Filter this data down to the lines that hold "serde", and copy them.

*Collected data*:
________

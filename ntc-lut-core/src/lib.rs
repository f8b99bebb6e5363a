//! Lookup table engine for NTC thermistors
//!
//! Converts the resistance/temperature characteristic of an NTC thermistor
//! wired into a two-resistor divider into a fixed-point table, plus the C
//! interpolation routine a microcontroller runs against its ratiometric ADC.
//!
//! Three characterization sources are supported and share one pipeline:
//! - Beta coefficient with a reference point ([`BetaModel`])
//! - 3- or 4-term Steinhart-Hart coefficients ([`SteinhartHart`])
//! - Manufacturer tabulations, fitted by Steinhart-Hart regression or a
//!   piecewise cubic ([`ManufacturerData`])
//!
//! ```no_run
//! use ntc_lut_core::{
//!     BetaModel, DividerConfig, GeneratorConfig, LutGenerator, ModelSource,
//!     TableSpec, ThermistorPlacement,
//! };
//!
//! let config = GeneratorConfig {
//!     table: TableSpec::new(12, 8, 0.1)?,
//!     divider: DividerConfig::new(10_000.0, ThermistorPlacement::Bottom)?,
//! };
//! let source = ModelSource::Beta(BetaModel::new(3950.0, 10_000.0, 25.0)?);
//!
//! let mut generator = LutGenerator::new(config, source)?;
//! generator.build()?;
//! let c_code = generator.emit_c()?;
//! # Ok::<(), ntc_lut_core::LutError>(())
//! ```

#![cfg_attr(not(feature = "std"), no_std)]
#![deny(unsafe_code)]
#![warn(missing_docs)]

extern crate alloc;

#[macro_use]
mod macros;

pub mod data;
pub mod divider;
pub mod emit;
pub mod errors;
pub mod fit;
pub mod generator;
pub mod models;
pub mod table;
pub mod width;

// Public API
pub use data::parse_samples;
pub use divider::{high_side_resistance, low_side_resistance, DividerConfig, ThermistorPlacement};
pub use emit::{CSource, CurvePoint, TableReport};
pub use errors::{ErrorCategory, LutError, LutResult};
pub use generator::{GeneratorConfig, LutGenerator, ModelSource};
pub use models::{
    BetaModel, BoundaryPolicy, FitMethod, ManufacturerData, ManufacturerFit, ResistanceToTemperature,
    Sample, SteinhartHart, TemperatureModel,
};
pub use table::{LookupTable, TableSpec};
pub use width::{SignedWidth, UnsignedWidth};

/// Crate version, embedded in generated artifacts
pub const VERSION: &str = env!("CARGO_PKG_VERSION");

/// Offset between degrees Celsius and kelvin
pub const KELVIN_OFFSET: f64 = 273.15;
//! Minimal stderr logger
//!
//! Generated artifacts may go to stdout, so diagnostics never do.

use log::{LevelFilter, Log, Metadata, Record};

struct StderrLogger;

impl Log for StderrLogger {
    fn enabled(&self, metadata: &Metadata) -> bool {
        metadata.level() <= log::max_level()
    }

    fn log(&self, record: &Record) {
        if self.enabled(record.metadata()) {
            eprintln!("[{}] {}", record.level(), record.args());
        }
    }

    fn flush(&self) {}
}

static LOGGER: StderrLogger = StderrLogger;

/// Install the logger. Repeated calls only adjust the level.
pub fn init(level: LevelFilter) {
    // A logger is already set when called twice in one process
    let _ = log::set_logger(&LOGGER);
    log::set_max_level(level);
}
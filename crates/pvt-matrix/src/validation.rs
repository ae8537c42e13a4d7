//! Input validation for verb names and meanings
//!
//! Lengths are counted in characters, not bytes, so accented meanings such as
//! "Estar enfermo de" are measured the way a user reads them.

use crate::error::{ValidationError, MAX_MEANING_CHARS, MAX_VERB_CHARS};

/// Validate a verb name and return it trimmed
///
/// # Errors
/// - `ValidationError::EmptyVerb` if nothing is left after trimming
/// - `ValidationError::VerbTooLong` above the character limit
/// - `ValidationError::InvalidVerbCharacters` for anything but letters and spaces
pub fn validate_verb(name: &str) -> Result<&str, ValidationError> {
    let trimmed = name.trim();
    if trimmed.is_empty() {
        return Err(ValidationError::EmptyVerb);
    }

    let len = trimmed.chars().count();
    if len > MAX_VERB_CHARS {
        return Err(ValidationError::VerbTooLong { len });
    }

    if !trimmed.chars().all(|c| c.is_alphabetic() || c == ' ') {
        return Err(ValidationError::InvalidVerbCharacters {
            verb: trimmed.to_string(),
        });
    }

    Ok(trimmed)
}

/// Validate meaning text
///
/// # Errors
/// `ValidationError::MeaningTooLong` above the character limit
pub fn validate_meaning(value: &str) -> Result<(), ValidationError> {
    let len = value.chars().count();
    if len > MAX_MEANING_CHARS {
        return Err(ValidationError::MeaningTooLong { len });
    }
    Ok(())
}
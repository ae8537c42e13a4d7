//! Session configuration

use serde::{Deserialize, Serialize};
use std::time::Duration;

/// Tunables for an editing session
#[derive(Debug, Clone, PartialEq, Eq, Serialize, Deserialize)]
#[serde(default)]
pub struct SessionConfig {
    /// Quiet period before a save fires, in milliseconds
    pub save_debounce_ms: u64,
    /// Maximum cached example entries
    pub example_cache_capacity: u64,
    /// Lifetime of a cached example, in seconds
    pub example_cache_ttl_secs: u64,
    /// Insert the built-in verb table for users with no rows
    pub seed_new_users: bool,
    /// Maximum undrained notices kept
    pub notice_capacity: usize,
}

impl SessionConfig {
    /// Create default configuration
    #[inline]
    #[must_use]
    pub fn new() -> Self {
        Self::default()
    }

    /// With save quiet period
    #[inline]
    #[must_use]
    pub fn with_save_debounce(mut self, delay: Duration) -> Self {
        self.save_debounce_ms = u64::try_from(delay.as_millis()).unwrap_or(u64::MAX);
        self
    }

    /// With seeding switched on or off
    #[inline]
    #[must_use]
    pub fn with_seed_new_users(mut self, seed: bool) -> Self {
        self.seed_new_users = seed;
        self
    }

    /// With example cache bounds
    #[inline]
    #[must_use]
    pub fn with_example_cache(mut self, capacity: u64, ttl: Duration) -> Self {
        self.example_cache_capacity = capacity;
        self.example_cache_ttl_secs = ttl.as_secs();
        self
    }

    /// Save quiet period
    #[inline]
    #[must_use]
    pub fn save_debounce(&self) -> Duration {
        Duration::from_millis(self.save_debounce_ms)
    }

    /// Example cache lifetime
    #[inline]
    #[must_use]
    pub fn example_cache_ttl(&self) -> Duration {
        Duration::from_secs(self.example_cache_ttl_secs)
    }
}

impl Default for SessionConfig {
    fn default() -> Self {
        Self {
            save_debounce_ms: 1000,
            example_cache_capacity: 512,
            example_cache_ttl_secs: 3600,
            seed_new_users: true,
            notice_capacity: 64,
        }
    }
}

________

*Response to this exercise*:
use serde::{Deserialize, Serialize};
#[serde(default)]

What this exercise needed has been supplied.